This title excels in its feel and intuitiveness, WE6's control interface is as good as any soccer game on the market. Its the small, yet important details that really makes WE6 shine. For example, instead of messing around with the face buttons constantly, the system here uses both analog sticks. The left stick moves the players downfield, while the right can be used to pass in any direction. This makes a huge difference in the performance and makes simple passing much easier and more intuitive than in other games. Shooting the ball is accomplished with an elegant system where the shot strength is determined by how long you hold down the square button. A power-meter appears on the bottom of the screen, and you can choose the direction you shoot using the digital pad. Tackling is likewise easy to accomplish with players only having to press down on the square button. More advanced moves allow you to fake out a goalie by shooting a false shot then suddenly trapping the ball and moving in another direction. Players can also perform special moves such as headers, sliding tackles and more. During each match, you can also adjust your team's attack and defense levels by pressing on the L1 key, which is quite intuitive by itself. Overall, Winning Eleven 6's controls are excellent and intuitive, allowing plenty of flexibility without losing sight of the game itself. The pace and feel of WE6 is outstanding and accurately mimics real-life soccer. Ball physics are quite impressive with realistic spin and direction that makes successful goals almost as rare as in real soccer. 

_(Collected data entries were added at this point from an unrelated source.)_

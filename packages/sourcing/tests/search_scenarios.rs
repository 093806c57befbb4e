//! End-to-end scenarios for the search pipeline.
//!
//! These drive the full orchestrator against mock plugins: healthy
//! fan-out, per-source timeouts, cross-source merging, circuit-open
//! rejection, caching, and telemetry.

use std::sync::Arc;
use std::time::Duration;

use sourcing::testing::{sample_record, MemorySink, MockSourcePlugin, RecordingEvents};
use sourcing::{
    CandidateRecord, CircuitBreakerRegistry, ErrorKind, SearchCache, SearchConfig, SearchError,
    SearchOrchestrator, SearchRequest, ServiceStatus, SourceError, SourcePlugin,
};

/// A batch of distinct, valid records for one platform.
fn records_for(platform: &str, count: usize) -> Vec<CandidateRecord> {
    (0..count)
        .map(|i| sample_record(platform, &i.to_string(), &format!("{platform} Person{i}")))
        .collect()
}

fn quick_config() -> SearchConfig {
    SearchConfig::new().with_total_budget(Duration::from_secs(6))
}

#[tokio::test]
async fn test_healthy_fanout_returns_ranked_deduplicated_set() {
    // Two healthy plugins with disjoint candidate sets of 6 and 5.
    let github = Arc::new(
        MockSourcePlugin::new("github").with_candidates(records_for("github", 6)),
    );
    let stackoverflow = Arc::new(
        MockSourcePlugin::new("stackoverflow").with_candidates(records_for("stackoverflow", 5)),
    );
    let orchestrator = SearchOrchestrator::new(vec![github, stackoverflow])
        .with_config(quick_config());

    let request = SearchRequest::new("React developer")
        .with_sources(["github", "stackoverflow"])
        .with_limit(10);
    let result = orchestrator.search(request).await.unwrap();

    assert_eq!(result.metadata.original_count, 11);
    assert!(result.metadata.deduplicated_count <= 11);
    assert!(result.candidates.len() <= 10);
    assert_eq!(result.metadata.service_status, ServiceStatus::Ok);
    assert!(!result.metadata.fallback_used);

    // Sorted descending by overall score.
    let scores: Vec<u8> = result
        .candidates
        .iter()
        .map(|c| c.overall_score())
        .collect();
    let mut sorted = scores.clone();
    sorted.sort_by(|a, b| b.cmp(a));
    assert_eq!(scores, sorted);
}

#[tokio::test]
async fn test_slow_source_times_out_and_others_carry_the_search() {
    // A 1.8s total budget allots 300ms per source; the slow plugin
    // sleeps well past that.
    let slow = Arc::new(
        MockSourcePlugin::new("linkedin")
            .with_candidates(records_for("linkedin", 3))
            .with_delay(Duration::from_millis(700)),
    );
    let fast = Arc::new(
        MockSourcePlugin::new("github").with_candidates(records_for("github", 2)),
    );

    let breakers = Arc::new(CircuitBreakerRegistry::new());
    let orchestrator = SearchOrchestrator::new(vec![fast, slow])
        .with_breakers(breakers.clone())
        .with_config(SearchConfig::new().with_total_budget(Duration::from_millis(1800)));

    let result = orchestrator
        .search(SearchRequest::new("React developer"))
        .await
        .unwrap();

    assert_eq!(result.candidates.len(), 2);
    assert_eq!(result.metadata.sources_used, vec!["github"]);
    assert_eq!(result.metadata.service_status, ServiceStatus::Degraded);
    assert!(result.metadata.fallback_used);

    let timeout = result
        .metadata
        .errors
        .iter()
        .find(|e| e.source == "linkedin")
        .expect("slow source should appear in errors");
    assert_eq!(timeout.kind, ErrorKind::Timeout);

    // A budget-imposed timeout does not count against the breaker.
    assert_eq!(breakers.failure_count("linkedin"), 0);
}

#[tokio::test]
async fn test_shared_email_merges_across_sources() {
    let github = Arc::new(MockSourcePlugin::new("github").with_candidates(vec![
        sample_record("github", "1", "Alice Smith").with_email("a@x.com"),
    ]));
    let linkedin = Arc::new(MockSourcePlugin::new("linkedin").with_candidates(vec![
        sample_record("linkedin", "9", "A. Smith").with_email("A@X.COM"),
    ]));
    let orchestrator =
        SearchOrchestrator::new(vec![github, linkedin]).with_config(quick_config());

    let result = orchestrator
        .search(SearchRequest::new("React developer"))
        .await
        .unwrap();

    assert_eq!(result.metadata.original_count, 2);
    assert_eq!(result.metadata.deduplicated_count, 1);
    assert_eq!(result.metadata.duplicates_found, 1);

    let merged = &result.candidates[0];
    assert_eq!(merged.platforms_merged.len(), 2);
    assert!(merged.merge_confidence >= 90);
}

#[tokio::test]
async fn test_all_breakers_open_is_fatal() {
    let breakers = Arc::new(CircuitBreakerRegistry::new());
    for _ in 0..5 {
        breakers.record_failure("github");
    }

    let plugin = Arc::new(
        MockSourcePlugin::new("github").with_candidates(records_for("github", 3)),
    );
    let orchestrator = SearchOrchestrator::new(vec![plugin.clone()])
        .with_breakers(breakers)
        .with_config(quick_config());

    let result = orchestrator.search(SearchRequest::new("rust")).await;
    assert!(matches!(result, Err(SearchError::NoAvailableSources)));
    assert_eq!(plugin.search_count(), 0);
}

#[tokio::test]
async fn test_total_source_failure_degrades_instead_of_throwing() {
    let a = Arc::new(
        MockSourcePlugin::new("github")
            .failing_with(SourceError::Network("connection refused".into())),
    );
    let b = Arc::new(
        MockSourcePlugin::new("stackoverflow")
            .failing_with(SourceError::Authentication("401 unauthorized".into())),
    );

    let breakers = Arc::new(CircuitBreakerRegistry::new());
    let orchestrator = SearchOrchestrator::new(vec![a, b])
        .with_breakers(breakers.clone())
        .with_config(quick_config());

    let result = orchestrator
        .search(SearchRequest::new("React developer"))
        .await
        .unwrap();

    assert!(result.candidates.is_empty());
    assert_eq!(result.metadata.errors.len(), 2);
    assert_eq!(result.metadata.service_status, ServiceStatus::Degraded);

    let kinds: Vec<ErrorKind> = result.metadata.errors.iter().map(|e| e.kind).collect();
    assert!(kinds.contains(&ErrorKind::Network));
    assert!(kinds.contains(&ErrorKind::Authentication));

    // Real failures do count against the breakers.
    assert_eq!(breakers.failure_count("github"), 1);
    assert_eq!(breakers.failure_count("stackoverflow"), 1);
}

#[tokio::test]
async fn test_repeated_search_is_served_from_cache() {
    let plugin = Arc::new(
        MockSourcePlugin::new("github").with_candidates(records_for("github", 3)),
    );
    let cache = Arc::new(SearchCache::new());
    let orchestrator = SearchOrchestrator::new(vec![plugin.clone()])
        .with_cache(cache)
        .with_config(quick_config());

    let first = orchestrator
        .search(SearchRequest::new("React developer"))
        .await
        .unwrap();
    assert!(!first.metadata.from_cache);

    let second = orchestrator
        .search(SearchRequest::new("developer React"))
        .await
        .unwrap();
    assert!(second.metadata.from_cache);
    assert_eq!(second.candidates.len(), first.candidates.len());

    // The fingerprint matched, so the plugin only ever ran once.
    assert_eq!(plugin.search_count(), 1);
}

#[tokio::test]
async fn test_good_enough_count_stops_later_waves() {
    let first = Arc::new(
        MockSourcePlugin::new("github").with_candidates(records_for("github", 5)),
    );
    let second = Arc::new(
        MockSourcePlugin::new("stackoverflow").with_candidates(records_for("stackoverflow", 5)),
    );

    // One source per wave, and five candidates is already good enough.
    let config = SearchConfig::new()
        .with_total_budget(Duration::from_secs(6))
        .with_max_concurrent(1)
        .with_good_enough_candidates(5);
    let orchestrator =
        SearchOrchestrator::new(vec![first.clone(), second.clone()]).with_config(config);

    let result = orchestrator
        .search(SearchRequest::new("designer please"))
        .await
        .unwrap();

    assert_eq!(first.search_count(), 1);
    assert_eq!(second.search_count(), 0);
    assert_eq!(result.metadata.original_count, 5);
}

#[tokio::test]
async fn test_lifecycle_events_are_emitted() {
    let plugin = Arc::new(
        MockSourcePlugin::new("github").with_candidates(records_for("github", 2)),
    );
    let events = Arc::new(RecordingEvents::new());
    let orchestrator = SearchOrchestrator::new(vec![plugin])
        .with_events(events.clone())
        .with_config(quick_config());

    orchestrator
        .search(SearchRequest::new("React developer"))
        .await
        .unwrap();

    // Events are fire-and-forget; give the detached tasks a beat.
    tokio::time::sleep(Duration::from_millis(100)).await;
    assert_eq!(events.started_count(), 1);
    assert_eq!(events.completed_count(), 1);
}

#[tokio::test]
async fn test_sink_receives_ranked_profiles() {
    let github = Arc::new(MockSourcePlugin::new("github").with_candidates(vec![
        sample_record("github", "1", "Alice Smith").with_email("a@x.com"),
    ]));
    let linkedin = Arc::new(MockSourcePlugin::new("linkedin").with_candidates(vec![
        sample_record("linkedin", "9", "Alice Smith").with_email("a@x.com"),
    ]));

    let sink = Arc::new(MemorySink::new());
    let orchestrator = SearchOrchestrator::new(vec![github, linkedin])
        .with_sink(sink.clone())
        .with_config(quick_config());

    orchestrator
        .search(SearchRequest::new("React developer"))
        .await
        .unwrap();

    let saved = sink.saved_profiles();
    assert_eq!(saved.len(), 1);
    assert_eq!(saved[0].platforms_merged.len(), 2);
    assert!(saved[0].scores.is_some());
}

#[tokio::test]
async fn test_unregistered_requested_sources_are_ignored_when_others_match() {
    let plugin: Arc<dyn SourcePlugin> = Arc::new(
        MockSourcePlugin::new("github").with_candidates(records_for("github", 2)),
    );
    let orchestrator = SearchOrchestrator::new(vec![plugin]).with_config(quick_config());

    let request = SearchRequest::new("rust developer").with_sources(["github", "myspace"]);
    let result = orchestrator.search(request).await.unwrap();
    assert_eq!(result.metadata.sources_used, vec!["github"]);
}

The game's AI ranges from easy to incredibly difficult at the harder levels. The rival teams can be quite aggressive and charge the net multiple teams, keeping the pressure on you until your goalie breaks. Soccer is a game of momentum, so it's important not to let the opponents control the ball for too long. Since your players wear out after an extended time on the pitch, it makes sense to change them when they become exhausted. You can tell this is happening when the player bends over and heaves after a heavy play. WE6's difficulty ranges from easy when playing matches in the lower-rungs to intensely competitive championship rounds at the top levels. For soccer purists, this depth is welcome and the game is never as simple as in many of the arcade-style soccer games on the market. You have a lot of strategy in the formations, attack/defensive posture, and player positioning to keep track of in real-time. Don't be mistaken because the team's strategy definitely plays a huge role in the outcome of each match, so you'll need to be aware of this throughout. While the play is exceptionally deep, Winning Eleven's graphics are also exemplary The player models look almost lifelike, especially from a slight distance with dozens of animations included for each move. This gives the game a great deal more visual variety than most other sports titles on the market and makes WE6 a cut above the pack. 

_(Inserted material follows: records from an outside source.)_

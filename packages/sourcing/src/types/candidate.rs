//! Raw per-source candidate records and merged cross-source profiles.

use chrono::{DateTime, Utc};
use indexmap::IndexMap;
use serde::{Deserialize, Serialize};
use std::collections::HashMap;

/// A raw candidate as one source returned it.
///
/// Created by a source plugin and never mutated after return. The `id` is
/// unique only within its `platform`; cross-source identity is resolved
/// later by the deduplication engine.
#[derive(Debug, Clone, Serialize, Deserialize)]
pub struct CandidateRecord {
    /// Source tag, e.g. "github", "linkedin".
    pub platform: String,

    /// Identifier unique within the platform.
    pub id: String,

    pub name: Option<String>,
    pub title: Option<String>,
    pub location: Option<String>,

    #[serde(default)]
    pub skills: Vec<String>,

    /// Contact identifiers used for identity resolution.
    pub email: Option<String>,
    pub username: Option<String>,
    pub profile_url: Option<String>,

    /// Platform reputation signals. Each platform fills what it has.
    pub followers: Option<u32>,
    pub reputation: Option<u32>,
    pub connections: Option<u32>,
    pub stars: Option<u32>,
    pub forks: Option<u32>,

    pub years_experience: Option<f32>,
    pub last_active: Option<DateTime<Utc>>,

    /// When this record was collected.
    pub collected_at: DateTime<Utc>,

    /// The plugin's own data-completeness estimate, 0-100. A per-source
    /// guess, reconciled later by scoring; never authoritative ranking.
    pub initial_confidence: u8,

    /// Platform-specific leftovers that fit no typed field.
    #[serde(default)]
    pub extra: HashMap<String, String>,
}

impl CandidateRecord {
    /// Create a record with the minimal required fields.
    pub fn new(platform: impl Into<String>, id: impl Into<String>) -> Self {
        Self {
            platform: platform.into(),
            id: id.into(),
            name: None,
            title: None,
            location: None,
            skills: vec![],
            email: None,
            username: None,
            profile_url: None,
            followers: None,
            reputation: None,
            connections: None,
            stars: None,
            forks: None,
            years_experience: None,
            last_active: None,
            collected_at: Utc::now(),
            initial_confidence: 0,
            extra: HashMap::new(),
        }
    }

    pub fn with_name(mut self, name: impl Into<String>) -> Self {
        self.name = Some(name.into());
        self
    }

    pub fn with_title(mut self, title: impl Into<String>) -> Self {
        self.title = Some(title.into());
        self
    }

    pub fn with_location(mut self, location: impl Into<String>) -> Self {
        self.location = Some(location.into());
        self
    }

    pub fn with_skills(mut self, skills: impl IntoIterator<Item = impl Into<String>>) -> Self {
        self.skills = skills.into_iter().map(|s| s.into()).collect();
        self
    }

    pub fn with_email(mut self, email: impl Into<String>) -> Self {
        self.email = Some(email.into());
        self
    }

    pub fn with_username(mut self, username: impl Into<String>) -> Self {
        self.username = Some(username.into());
        self
    }

    pub fn with_profile_url(mut self, url: impl Into<String>) -> Self {
        self.profile_url = Some(url.into());
        self
    }

    pub fn with_followers(mut self, followers: u32) -> Self {
        self.followers = Some(followers);
        self
    }

    pub fn with_reputation(mut self, reputation: u32) -> Self {
        self.reputation = Some(reputation);
        self
    }

    pub fn with_connections(mut self, connections: u32) -> Self {
        self.connections = Some(connections);
        self
    }

    pub fn with_stars(mut self, stars: u32) -> Self {
        self.stars = Some(stars);
        self
    }

    pub fn with_forks(mut self, forks: u32) -> Self {
        self.forks = Some(forks);
        self
    }

    pub fn with_years_experience(mut self, years: f32) -> Self {
        self.years_experience = Some(years);
        self
    }

    pub fn with_last_active(mut self, at: DateTime<Utc>) -> Self {
        self.last_active = Some(at);
        self
    }

    pub fn with_collected_at(mut self, at: DateTime<Utc>) -> Self {
        self.collected_at = at;
        self
    }

    pub fn with_initial_confidence(mut self, confidence: u8) -> Self {
        self.initial_confidence = confidence.min(100);
        self
    }

    pub fn with_extra(mut self, key: impl Into<String>, value: impl Into<String>) -> Self {
        self.extra.insert(key.into(), value.into());
        self
    }
}

/// Per-candidate feature scores and their weighted aggregate, 0-100 each.
#[derive(Debug, Clone, Copy, Default, Serialize, Deserialize)]
pub struct ScoreBreakdown {
    pub skill_match: u8,
    pub experience: u8,
    pub reputation: u8,
    pub freshness: u8,
    pub social_proof: u8,
    pub overall: u8,
}

/// A merged, cross-source candidate profile.
///
/// Built during deduplication from one or more [`CandidateRecord`]s and
/// discarded at the end of the request; nothing at this layer persists
/// across searches.
#[derive(Debug, Clone, Serialize, Deserialize)]
pub struct CandidateProfile {
    /// Synthetic profile id, unique within this search.
    pub id: String,

    pub name: Option<String>,
    pub title: Option<String>,
    pub location: Option<String>,
    pub email: Option<String>,

    /// Union of the source records' skills, deduplicated.
    pub skills: Vec<String>,

    /// Identity keys this profile was resolved on.
    pub identity_keys: Vec<String>,

    /// The raw records this profile was built from, keyed by platform.
    /// Insertion order reflects merge priority.
    pub records: IndexMap<String, CandidateRecord>,

    /// Platforms that contributed a record, in merge order.
    pub platforms_merged: Vec<String>,

    /// Identity-resolution confidence, 0-100.
    pub merge_confidence: u8,

    /// Is-this-a-real-active-person estimate, 0-100.
    pub authenticity_score: u8,

    /// Filled in by the score calculator.
    pub scores: Option<ScoreBreakdown>,
}

impl CandidateProfile {
    /// Overall score, 0 until the profile has been scored.
    pub fn overall_score(&self) -> u8 {
        self.scores.map(|s| s.overall).unwrap_or(0)
    }

    /// Most recent activity across all merged records.
    pub fn last_active(&self) -> Option<DateTime<Utc>> {
        self.records.values().filter_map(|r| r.last_active).max()
    }

    /// Case-insensitive skill membership test.
    pub fn has_skill(&self, skill: &str) -> bool {
        let needle = skill.to_lowercase();
        self.skills.iter().any(|s| s.to_lowercase() == needle)
    }
}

There are also several different types of weather conditions such as rain and snow plus the games can take place either during the day or at night, with excellent shadow and lighting effects making things even more realistic. WE6 allows for several different camera angles, ranging from far-out to close-ups. The game's replay system is quite impressive as well and allows you to change the angles, stop the action, rewind or, fast-forward. WE6's audio matches the quality of the visuals with expert commentary adding some flavor to the action. The crowd chants and thundering ovations when a goal is scored definitely adds to the game's excitement. Overall, Winning Eleven is incredibly polished and takes full advantage of the PS2's rendering power. In direct comparison, the game's graphics are about equal to FIFA's when it comes to renders, though WE seems to have smoother animation and more variety, giving it a slight edge.

Despite all of these excellent points, Winning Eleven 6 does have a few drawbacks that we need to mention. Unfortunately, lacks the MLS, English and European licenses, which should hurt it's appeal amongst die-hard fans. However, the Japanese league officially licenses it. In addition, it lacks real players and team colors as well, which is disappointing to purists. Instead, players get generic teams in the same general cities. While it would have been a nice addition to the logos and players, the good points in WE6 outweigh this omission substantially. The extensive training and challenge modes, pitch-perfect controls, intuitive play system, and outstanding depth make it the first true challenger to FIFA in some time. Winning Eleven 6 may be new to most gamers over here, but the high-polish evident in the graphics and presentation show this to be a transplanted veteran, not a rookie. Overall, Winning Eleven 6 is a great alternative to FIFA and it's different approach actually exceeds the quality of it's rival in many areas, especially in terms of controls and game flow, which are outstanding. Fans of video soccer have probably already gone out and bought Winning Eleven 6, and even casual gamers should thank Konami for finally brining this excellent game stateside. - M. Palisano

> Related Reviews 

World Tour Soccer 2002 (PS2)
FIFA 2003 (Gamecube)
Virtua Striker 2002 (Gamecube)
Sega Soccer Slam (Gamecube)
FIFA 2002 (Gamecube)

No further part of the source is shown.